The last of three men convicted of hijacking a school bus full of California children for an attempted $5 million ransom in 1976 in what a prosecutor called “the largest mass kidnapping in U.S. history” is being released by the state's parole board.
Gov. Gavin Newsom asked the board to reconsider its decision to parole Frederick Woods, 70, on Tuesday after two commissioners recommended his release in March when previous panels had denied him parole 17 times. But the board affirmed that decision.
Woods and his two accomplices, brothers Richard and James Schoenfeld, were from wealthy San Francisco Bay Area families when they kidnapped 26 children and their bus driver near Chowchilla, about 125 miles (201 kilometers) southeast of San Francisco.
The three buried the children, ages 5 to 14, along with their bus driver in an old moving van east of San Francisco with little ventilation, light, water, food or bathroom supplies. The victims were able to dig their way out more than a day later.
Newsom said Woods “continued to engage in financial related-misconduct in prison,” using a contraband cellphone to offer advice on running a Christmas tree farm, a gold mining business and a car dealership. The governor couldn't block Woods' release because he's not convicted of murder, and could only urge the parole board to take a closer look.
Woods' behavior “continues to demonstrate that he is about the money,” Madera County District Attorney Sally Moreno said in opposing his parole.
Moreno said after the decision that she was angry and frustrated “because justice has been mocked in Madera County," and she fears for the state of society “if you can kidnap a busload of school children, abandon them buried alive and still get out of prison after committing that crime and spending your time in prison flouting the law.”
Woods wasn't eligible to attend in person on Tuesday.
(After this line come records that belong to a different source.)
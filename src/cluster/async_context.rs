//! Callback-driven cluster context.

use std::fmt;
use std::sync::atomic::{AtomicBool, Ordering};
use std::sync::Arc;

use tracing::debug;

use crate::core::adapter::EventAdapter;
use crate::core::command::Cmd;
use crate::core::connect::NodeAddr;
use crate::proto::error::{Error, LastError, Result};
use crate::proto::frame::Frame;

use super::context::{copy_argv, parse_formatted};
use super::iter::NodeIterator;
use super::router::{ClusterOptions, Route, Router};
use super::topology::NodeInfo;

type Callback = Box<dyn FnOnce(&AsyncClusterContext, Result<Frame>) + Send>;

/// An asynchronous connection to a cluster.
///
/// Every command is paired with a callback that runs exactly once on the
/// attached [`EventAdapter`], with either the reply or an error. Failures
/// detected before any I/O (bad arguments, CROSSSLOT, no adapter) are
/// returned from the submitting call instead and the callback is dropped
/// without running.
///
/// Cheap to clone; clones share the same connections and topology.
///
/// # Example
///
/// ```no_run
/// use slotmux::{command, ClusterBuilder};
///
/// # #[tokio::main]
/// # async fn main() -> slotmux::Result<()> {
/// let cluster = ClusterBuilder::new()
///     .add_node("127.0.0.1:7000")
///     .connect_async()
///     .await?;
/// cluster.command(&command::get("key"), |_, reply| {
///     println!("{reply:?}");
/// })?;
/// # Ok(())
/// # }
/// ```
#[derive(Clone)]
pub struct AsyncClusterContext {
    inner: Arc<Inner>,
}

struct Inner {
    router: Arc<Router>,
    disconnecting: AtomicBool,
}

impl fmt::Debug for AsyncClusterContext {
    fn fmt(&self, f: &mut fmt::Formatter<'_>) -> fmt::Result {
        f.debug_struct("AsyncClusterContext")
            .field("router", &self.inner.router)
            .field(
                "disconnecting",
                &self.inner.disconnecting.load(Ordering::Acquire),
            )
            .finish()
    }
}

impl AsyncClusterContext {
    pub(crate) fn new(options: ClusterOptions) -> Self {
        Self {
            inner: Arc::new(Inner {
                router: Arc::new(Router::new(options)),
                disconnecting: AtomicBool::new(false),
            }),
        }
    }

    fn router(&self) -> &Router {
        &self.inner.router
    }

    /// Attaches the event loop that runs connections and callbacks.
    ///
    /// # Errors
    ///
    /// Returns [`Error::InvalidArgument`] if an adapter is already attached.
    pub fn attach(&self, adapter: Arc<dyn EventAdapter>) -> Result<()> {
        self.router().clear_error();
        self.router().record(self.router().attach(adapter))
    }

    /// Loads the initial topology, unless the builder deferred it to the
    /// first command.
    pub async fn connect(&self) -> Result<()> {
        self.router().clear_error();
        let result = if self.router().options.blocking_initial_update {
            self.router().ensure_topology().await
        } else {
            self.router().adapter().map(|_| ())
        };
        self.router().record(result)
    }

    /// Submits `cmd`; `callback` receives the reply.
    ///
    /// # Errors
    ///
    /// Returns submission failures; the callback is not invoked for them.
    pub fn command<F>(&self, cmd: &Cmd, callback: F) -> Result<()>
    where
        F: FnOnce(&AsyncClusterContext, Result<Frame>) + Send + 'static,
    {
        self.submit(|router| router.prepare(cmd.args()), Box::new(callback))
    }

    /// Like [`AsyncClusterContext::command`] for a raw argument vector.
    pub fn command_argv<A, F>(&self, argv: &[A], callback: F) -> Result<()>
    where
        A: AsRef<[u8]>,
        F: FnOnce(&AsyncClusterContext, Result<Frame>) + Send + 'static,
    {
        self.submit(
            |router| {
                let argv = copy_argv(router.options.allocator.as_ref(), argv)?;
                router.prepare(&argv)
            },
            Box::new(callback),
        )
    }

    /// Like [`AsyncClusterContext::command`] for a RESP-encoded command.
    pub fn formatted_command<F>(&self, buf: &[u8], callback: F) -> Result<()>
    where
        F: FnOnce(&AsyncClusterContext, Result<Frame>) + Send + 'static,
    {
        self.submit(
            |router| router.prepare(&parse_formatted(buf)?),
            Box::new(callback),
        )
    }

    /// Submits `cmd` to `node` without following redirects.
    pub fn command_to_node<F>(&self, node: &NodeAddr, cmd: &Cmd, callback: F) -> Result<()>
    where
        F: FnOnce(&AsyncClusterContext, Result<Frame>) + Send + 'static,
    {
        self.submit(
            |router| router.prepare_for_node(node.clone(), cmd.args()),
            Box::new(callback),
        )
    }

    fn submit(
        &self,
        prepare: impl FnOnce(&Router) -> Result<Route>,
        callback: Callback,
    ) -> Result<()> {
        let router = self.router();
        router.clear_error();
        let accepted = if self.inner.disconnecting.load(Ordering::Acquire) {
            Err(Error::invalid("context is disconnecting"))
        } else {
            router
                .adapter()
                .and_then(|adapter| Ok((adapter, prepare(router)?)))
        };
        let (adapter, route) = router.record(accepted)?;

        let completion = Completion {
            ctx: self.clone(),
            callback: Some(callback),
        };
        let ctx = self.clone();
        adapter.spawn(Box::pin(async move {
            let result = ctx.router().run(route).await;
            completion.complete(result);
        }));
        Ok(())
    }

    /// Runs `cmd` and awaits the reply directly.
    pub async fn send(&self, cmd: &Cmd) -> Result<Frame> {
        let router = self.router();
        router.clear_error();
        let result = match router.prepare(cmd.args()) {
            Ok(route) => router.run(route).await,
            Err(e) => Err(e),
        };
        router.record(result)
    }

    /// Fetches a fresh topology now.
    pub async fn update_slotmap(&self) -> Result<()> {
        let router = self.router();
        router.clear_error();
        let seen = router.route_version();
        router.record(router.refresh(seen).await)
    }

    /// Closes every node connection.
    ///
    /// Commands still in flight complete with [`Error::Closed`]. Once all
    /// connection tasks have stopped, the adapter is detached and
    /// `on_disconnect` runs. Later submissions are rejected.
    pub fn disconnect<F>(&self, on_disconnect: F) -> Result<()>
    where
        F: FnOnce(&AsyncClusterContext) + Send + 'static,
    {
        let router = self.router();
        router.clear_error();
        let adapter = router.record(router.adapter())?;
        if self.inner.disconnecting.swap(true, Ordering::AcqRel) {
            return router.record(Err(Error::invalid("already disconnecting")));
        }

        let ctx = self.clone();
        let detach = adapter.clone();
        adapter.spawn(Box::pin(async move {
            let conns = ctx.router().pool().close_all().await;
            for conn in &conns {
                conn.closed().await;
            }
            detach.detach();
            debug!(connections = conns.len(), "async cluster context disconnected");
            on_disconnect(&ctx);
        }));
        Ok(())
    }

    /// Returns the master currently serving `key`.
    pub fn node_for_key(&self, key: impl AsRef<[u8]>) -> Option<NodeInfo> {
        self.router().topology().node_for_key(key).cloned()
    }

    /// Iterates over the nodes of the current topology.
    pub fn node_iter(&self) -> NodeIterator {
        NodeIterator::new(self.inner.router.clone())
    }

    /// Number of successful topology refreshes.
    pub fn route_version(&self) -> u64 {
        self.router().route_version()
    }

    /// The error of the last failed call or callback.
    pub fn last_error(&self) -> Option<LastError> {
        self.router().last_error()
    }
}

/// Delivers a command's outcome exactly once.
///
/// If the task running the command is dropped first (the event loop shut
/// down), the callback still runs, with [`Error::Closed`].
struct Completion {
    ctx: AsyncClusterContext,
    callback: Option<Callback>,
}

impl Completion {
    fn complete(mut self, result: Result<Frame>) {
        if let Some(callback) = self.callback.take() {
            let result = self.ctx.router().record(result);
            callback(&self.ctx, result);
        }
    }
}

impl Drop for Completion {
    fn drop(&mut self) {
        if let Some(callback) = self.callback.take() {
            callback(&self.ctx, Err(Error::Closed));
        }
    }
}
But he said during his parole hearing in March that he felt he needed money to have acceptance from his parents and “was selfish and immature at that time,” while his more recent violations were to benefit the trust fund left him by his late parents.
“I didn't need the money. I wanted the money,” Woods said of the ransom attempt.
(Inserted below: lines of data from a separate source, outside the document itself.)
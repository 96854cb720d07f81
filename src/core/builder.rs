use std::fmt;
use std::sync::Arc;
use std::time::Duration;

use crate::cluster::router::{ClusterEvent, ClusterOptions, EventCallback};
use crate::cluster::topology::{ParseOptions, RouteSource};
use crate::cluster::{AsyncClusterContext, ClusterContext};
use crate::core::adapter::TokioAdapter;
use crate::core::connect::{ConnectCallback, ConnectOptions, Connector, NodeAddr, TcpConnector};
use crate::core::memory::{Allocator, SystemAllocator};
use crate::proto::error::{Error, Result};

const DEFAULT_MAX_RETRY: usize = 5;
const MAX_RETRY_LIMIT: usize = 1 << 16;
const DEFAULT_QUEUE_SIZE: usize = 1024;
const DEFAULT_PORT: u16 = 6379;

/// Builder for configuring and creating cluster contexts.
///
/// # Example
///
/// ```no_run
/// use std::time::Duration;
/// use slotmux::ClusterBuilder;
///
/// # fn main() -> slotmux::Result<()> {
/// let cluster = ClusterBuilder::new()
///     .add_nodes("10.0.0.1:7000,10.0.0.2:7000")
///     .username("app")
///     .password("secret")
///     .connect_timeout(Duration::from_secs(1))
///     .command_timeout(Duration::from_millis(500))
///     .max_retry(3)
///     .connect()?;
/// # Ok(())
/// # }
/// ```
pub struct ClusterBuilder {
    nodes: Vec<String>,
    connect_timeout: Option<Duration>,
    command_timeout: Option<Duration>,
    username: Option<String>,
    password: Option<String>,
    database: Option<u32>,
    max_retry: usize,
    use_replicas: bool,
    parse_open_slots: bool,
    route_source: RouteSource,
    tls: bool,
    blocking_initial_update: bool,
    connector: Option<Arc<dyn Connector>>,
    allocator: Option<Arc<dyn Allocator>>,
    event_callback: Option<EventCallback>,
    connect_callback: Option<ConnectCallback>,
    queue_size: usize,
}

impl Default for ClusterBuilder {
    fn default() -> Self {
        Self {
            nodes: Vec::new(),
            connect_timeout: None,
            command_timeout: None,
            username: None,
            password: None,
            database: None,
            max_retry: DEFAULT_MAX_RETRY,
            use_replicas: false,
            parse_open_slots: false,
            route_source: RouteSource::Slots,
            tls: false,
            blocking_initial_update: true,
            connector: None,
            allocator: None,
            event_callback: None,
            connect_callback: None,
            queue_size: DEFAULT_QUEUE_SIZE,
        }
    }
}

impl fmt::Debug for ClusterBuilder {
    fn fmt(&self, f: &mut fmt::Formatter<'_>) -> fmt::Result {
        f.debug_struct("ClusterBuilder")
            .field("nodes", &self.nodes)
            .field("connect_timeout", &self.connect_timeout)
            .field("command_timeout", &self.command_timeout)
            .field("username", &self.username)
            .field("password", &self.password.as_ref().map(|_| "<redacted>"))
            .field("max_retry", &self.max_retry)
            .field("route_source", &self.route_source)
            .field("tls", &self.tls)
            .finish_non_exhaustive()
    }
}

impl ClusterBuilder {
    /// Creates a new [`ClusterBuilder`] instance.
    #[inline]
    pub fn new() -> Self {
        Self::default()
    }

    /// Adds a bootstrap node.
    ///
    /// # Arguments
    ///
    /// * `address` - `host:port`, `[v6]:port`, or a `redis://` / `rediss://` URL
    #[inline]
    pub fn add_node(mut self, address: impl Into<String>) -> Self {
        self.nodes.push(address.into());
        self
    }

    /// Adds a comma-separated list of bootstrap nodes.
    #[inline]
    pub fn add_nodes(mut self, addresses: &str) -> Self {
        self.nodes.extend(
            addresses
                .split(',')
                .map(str::trim)
                .filter(|a| !a.is_empty())
                .map(String::from),
        );
        self
    }

    /// Sets the connection timeout.
    ///
    /// # Arguments
    ///
    /// * `timeout` - Maximum time to wait for connection establishment
    #[inline]
    pub fn connect_timeout(mut self, timeout: Duration) -> Self {
        self.connect_timeout = Some(timeout);
        self
    }

    /// Sets the per-command timeout.
    ///
    /// A command that times out fails with a connection error and the
    /// node's connection is torn down.
    #[inline]
    pub fn command_timeout(mut self, timeout: Duration) -> Self {
        self.command_timeout = Some(timeout);
        self
    }

    /// Sets the username for ACL authentication. Requires a password.
    #[inline]
    pub fn username(mut self, username: impl Into<String>) -> Self {
        self.username = Some(username.into());
        self
    }

    /// Sets the password for authentication.
    #[inline]
    pub fn password(mut self, password: impl Into<String>) -> Self {
        self.password = Some(password.into());
        self
    }

    /// Selects a database on every new connection.
    #[inline]
    pub fn database(mut self, database: u32) -> Self {
        self.database = Some(database);
        self
    }

    /// Sets how many failed attempts (redirects and connection errors
    /// together) a command may retry. Defaults to 5.
    #[inline]
    pub fn max_retry(mut self, max_retry: usize) -> Self {
        self.max_retry = max_retry;
        self
    }

    /// Parses replicas and exposes them through the node iterator.
    #[inline]
    pub fn use_replicas(mut self, enabled: bool) -> Self {
        self.use_replicas = enabled;
        self
    }

    /// Records migrating and importing slots from `CLUSTER NODES`.
    #[inline]
    pub fn parse_open_slots(mut self, enabled: bool) -> Self {
        self.parse_open_slots = enabled;
        self
    }

    /// Loads the topology with `CLUSTER SLOTS` (the default).
    #[inline]
    pub fn route_via_slots(mut self) -> Self {
        self.route_source = RouteSource::Slots;
        self
    }

    /// Loads the topology with `CLUSTER NODES`.
    #[inline]
    pub fn route_via_nodes(mut self) -> Self {
        self.route_source = RouteSource::Nodes;
        self
    }

    /// Enables or disables TLS encryption.
    ///
    /// Requires the `tls` feature. A `rediss://` node address also enables it.
    #[inline]
    pub fn tls(mut self, enabled: bool) -> Self {
        self.tls = enabled;
        self
    }

    /// Whether connecting loads the topology right away (the default) or
    /// defers it to the first command.
    #[inline]
    pub fn blocking_initial_update(mut self, enabled: bool) -> Self {
        self.blocking_initial_update = enabled;
        self
    }

    /// Replaces the TCP transport.
    #[inline]
    pub fn connector(mut self, connector: Arc<dyn Connector>) -> Self {
        self.connector = Some(connector);
        self
    }

    /// Routes every allocation on the request path through `allocator`.
    #[inline]
    pub fn allocator(mut self, allocator: Arc<dyn Allocator>) -> Self {
        self.allocator = Some(allocator);
        self
    }

    /// Registers a callback for topology events.
    #[inline]
    pub fn event_callback(mut self, callback: impl Fn(ClusterEvent) + Send + Sync + 'static) -> Self {
        self.event_callback = Some(Arc::new(callback));
        self
    }

    /// Registers a callback told about each node connection attempt.
    #[inline]
    pub fn connect_callback(
        mut self,
        callback: impl Fn(&NodeAddr, std::result::Result<(), &Error>) + Send + Sync + 'static,
    ) -> Self {
        self.connect_callback = Some(Arc::new(callback));
        self
    }

    /// Sets the maximum number of pending requests per node connection.
    ///
    /// # Arguments
    ///
    /// * `size` - Maximum number of requests (default: 1024)
    #[inline]
    pub fn queue_size(mut self, size: usize) -> Self {
        self.queue_size = size;
        self
    }

    fn options(self) -> Result<ClusterOptions> {
        if self.nodes.is_empty() {
            return Err(Error::invalid("no cluster nodes given"));
        }
        if self.max_retry > MAX_RETRY_LIMIT {
            return Err(Error::invalid(format!(
                "max_retry must be at most {MAX_RETRY_LIMIT}"
            )));
        }
        if self.queue_size == 0 {
            return Err(Error::invalid("queue_size must be positive"));
        }
        if self.username.is_some() && self.password.is_none() {
            return Err(Error::invalid("username given without a password"));
        }

        let mut tls = self.tls;
        let mut seeds: Vec<NodeAddr> = Vec::new();
        for node in &self.nodes {
            let (addr, secure) = parse_seed(node)?;
            tls |= secure;
            if !seeds.contains(&addr) {
                seeds.push(addr);
            }
        }

        let transport = self.connector.unwrap_or_else(|| Arc::new(TcpConnector));
        let connector = wrap_tls(transport, tls)?;

        Ok(ClusterOptions {
            seeds,
            connect: ConnectOptions {
                connector,
                connect_timeout: self.connect_timeout,
                username: self.username,
                password: self.password,
                database: self.database,
                on_connect: self.connect_callback,
            },
            command_timeout: self.command_timeout,
            max_retry: self.max_retry,
            route_source: self.route_source,
            parse: ParseOptions {
                replicas: self.use_replicas,
                open_slots: self.parse_open_slots,
            },
            blocking_initial_update: self.blocking_initial_update,
            allocator: self.allocator.unwrap_or_else(|| Arc::new(SystemAllocator)),
            on_event: self.event_callback,
            queue_size: self.queue_size,
        })
    }

    /// Builds a blocking [`ClusterContext`] and, unless deferred, loads
    /// the topology.
    ///
    /// # Errors
    ///
    /// - [`Error::InvalidArgument`] for invalid configuration, before any I/O
    /// - the refresh error if no node answered with a usable topology
    pub fn connect(self) -> Result<ClusterContext> {
        ClusterContext::new(self.options()?)
    }

    /// Builds an [`AsyncClusterContext`] with no adapter attached yet.
    ///
    /// # Errors
    ///
    /// Returns [`Error::InvalidArgument`] for invalid configuration.
    pub fn build_async(self) -> Result<AsyncClusterContext> {
        Ok(AsyncClusterContext::new(self.options()?))
    }

    /// Builds an [`AsyncClusterContext`] on the current tokio runtime and
    /// connects it.
    pub async fn connect_async(self) -> Result<AsyncClusterContext> {
        let ctx = self.build_async()?;
        ctx.attach(Arc::new(TokioAdapter::current()?))?;
        ctx.connect().await?;
        Ok(ctx)
    }
}

/// Parses a bootstrap address; returns whether it asked for TLS.
fn parse_seed(node: &str) -> Result<(NodeAddr, bool)> {
    if !node.contains("://") {
        return Ok((NodeAddr::parse(node)?, false));
    }
    let url = url::Url::parse(node).map_err(|e| Error::invalid(format!("invalid node URL {node}: {e}")))?;
    let secure = match url.scheme() {
        "redis" => false,
        "rediss" => true,
        other => {
            return Err(Error::invalid(format!(
                "invalid scheme {other}, expected redis:// or rediss://"
            )))
        }
    };
    let host = url
        .host_str()
        .filter(|h| !h.is_empty())
        .ok_or_else(|| Error::invalid(format!("missing host in {node}")))?;
    let host = host.trim_start_matches('[').trim_end_matches(']');
    let port = url.port().unwrap_or(DEFAULT_PORT);
    if port == 0 {
        return Err(Error::invalid(format!("invalid port in {node}")));
    }
    Ok((NodeAddr::new(host, port), secure))
}

#[cfg(feature = "tls")]
fn wrap_tls(transport: Arc<dyn Connector>, tls: bool) -> Result<Arc<dyn Connector>> {
    use crate::core::tls::{TlsConnector, TlsConnectorInner};

    if !tls {
        return Ok(transport);
    }
    Ok(Arc::new(TlsConnector::new(transport, TlsConnectorInner::new())))
}

#[cfg(not(feature = "tls"))]
fn wrap_tls(transport: Arc<dyn Connector>, tls: bool) -> Result<Arc<dyn Connector>> {
    if tls {
        return Err(Error::invalid(
            "TLS requested but the `tls` feature is disabled",
        ));
    }
    Ok(transport)
}

#[cfg(test)]
mod tests {
    use super::*;

    #[test]
    fn test_builder_defaults() {
        let builder = ClusterBuilder::new();
        assert!(builder.nodes.is_empty());
        assert_eq!(builder.max_retry, 5);
        assert!(builder.blocking_initial_update);
        assert_eq!(builder.route_source, RouteSource::Slots);
    }

    #[test]
    fn test_add_nodes_splits_list() {
        let builder = ClusterBuilder::new()
            .add_nodes("127.0.0.1:7000, 127.0.0.1:7001,,")
            .add_node("[::1]:7002");
        assert_eq!(
            builder.nodes,
            vec!["127.0.0.1:7000", "127.0.0.1:7001", "[::1]:7002"]
        );
    }

    #[test]
    fn test_options_parses_and_dedups_seeds() {
        let options = ClusterBuilder::new()
            .add_nodes("127.0.0.1:7000,redis://127.0.0.1:7000,redis://[::1]:7001,redis://example.com")
            .options()
            .unwrap();
        assert_eq!(
            options.seeds,
            vec![
                NodeAddr::new("127.0.0.1", 7000),
                NodeAddr::new("::1", 7001),
                NodeAddr::new("example.com", 6379),
            ]
        );
        assert_eq!(options.max_retry, 5);
    }

    #[test]
    fn test_options_rejects_bad_config() {
        let err = ClusterBuilder::new().options().unwrap_err();
        assert_eq!(err.kind(), crate::ErrorKind::Config);

        assert!(ClusterBuilder::new().add_node("nohost").options().is_err());
        assert!(ClusterBuilder::new().add_node("h:0").options().is_err());
        assert!(ClusterBuilder::new().add_node("http://h:1").options().is_err());
        assert!(ClusterBuilder::new()
            .add_node("h:1")
            .max_retry(usize::MAX)
            .options()
            .is_err());
        assert!(ClusterBuilder::new()
            .add_node("h:1")
            .queue_size(0)
            .options()
            .is_err());
    }

    #[cfg(not(feature = "tls"))]
    #[test]
    fn test_tls_without_feature_is_config_error() {
        assert!(ClusterBuilder::new().add_node("h:1").tls(true).options().is_err());
        assert!(ClusterBuilder::new().add_node("rediss://h:1").options().is_err());
    }

    #[test]
    fn test_connect_fails_without_io_on_bad_config() {
        let err = ClusterBuilder::new().connect().unwrap_err();
        assert!(matches!(err, Error::InvalidArgument { .. }));
    }

    #[test]
    fn test_username_requires_password() {
        let err = ClusterBuilder::new()
            .add_node("127.0.0.1:7000")
            .username("app")
            .options()
            .unwrap_err();
        assert_eq!(err.kind(), crate::proto::error::ErrorKind::Config);

        let options = ClusterBuilder::new()
            .add_node("127.0.0.1:7000")
            .username("app")
            .password("secret")
            .options()
            .unwrap();
        assert_eq!(options.connect.username.as_deref(), Some("app"));
    }
}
His attorney, Dominique Banos, said Wednesday that the parole board recognized that Woods “has shown a change in character for the good” and “remains a low risk, and once released from prison he poses no danger or threat to the community.”
Three former inmates who served time with Woods urged parole officials to free him, while four victims or their relatives said Woods' misbehavior in prison shows he still views himself as privileged. Several of Woods’ victims have previously supported his release.
Lynda Carrejo Labendeira, who was 10 at the time, recalled how the children struggled to escape as a flashlight and candles flick;ered out while “the makeshift, dungeonous coffin was caving in.”
“I don’t get to choose the random flashbacks every time I see a van similar to the one that we were transported in,” she told the board.
“Insomnia keeps me up all hours of the night,” she said. “I don’t sleep so that I don’t have to have any nightmares at all.”
Jennifer Brown Hyde, who was 9 at the time, recalled “the lifetime effects of being buried alive and being driven around in a van for 11 hours with no food, water or a bathroom in over 100-degree weather.”
“His mind is still evil and he is out to get what he wants,” she told the board. “I want him to serve life in prison, just as I served a lifetime of dealing with the PTSD due to his sense of entitlement.”
She said Wednesday that her family is disappointed, but it is “time to close this chapter and continue living the blessed life I have been given.” She praised her fellow hostages as “true survivors and not victims.”
An appeals court ordered Richard Schoenfeld released in 2012, and then-Gov. Jerry Brown paroled James Schoenfeld in 2015.
Newsom acknowledged that Woods is eligible for consideration both because he was just 24 when he committed the crime and because he is elderly now. He said Woods, who once studied policing at a community college, has also taken steps to improve himself in prison.
The governor’s late father, state Judge William Newsom, was on an appellate panel in 1980 that reduced the men’s life sentences to give them a chance at parole. He pushed for their release in 2011, after he retired, noting that no one was seriously physically injured during the kidnapping.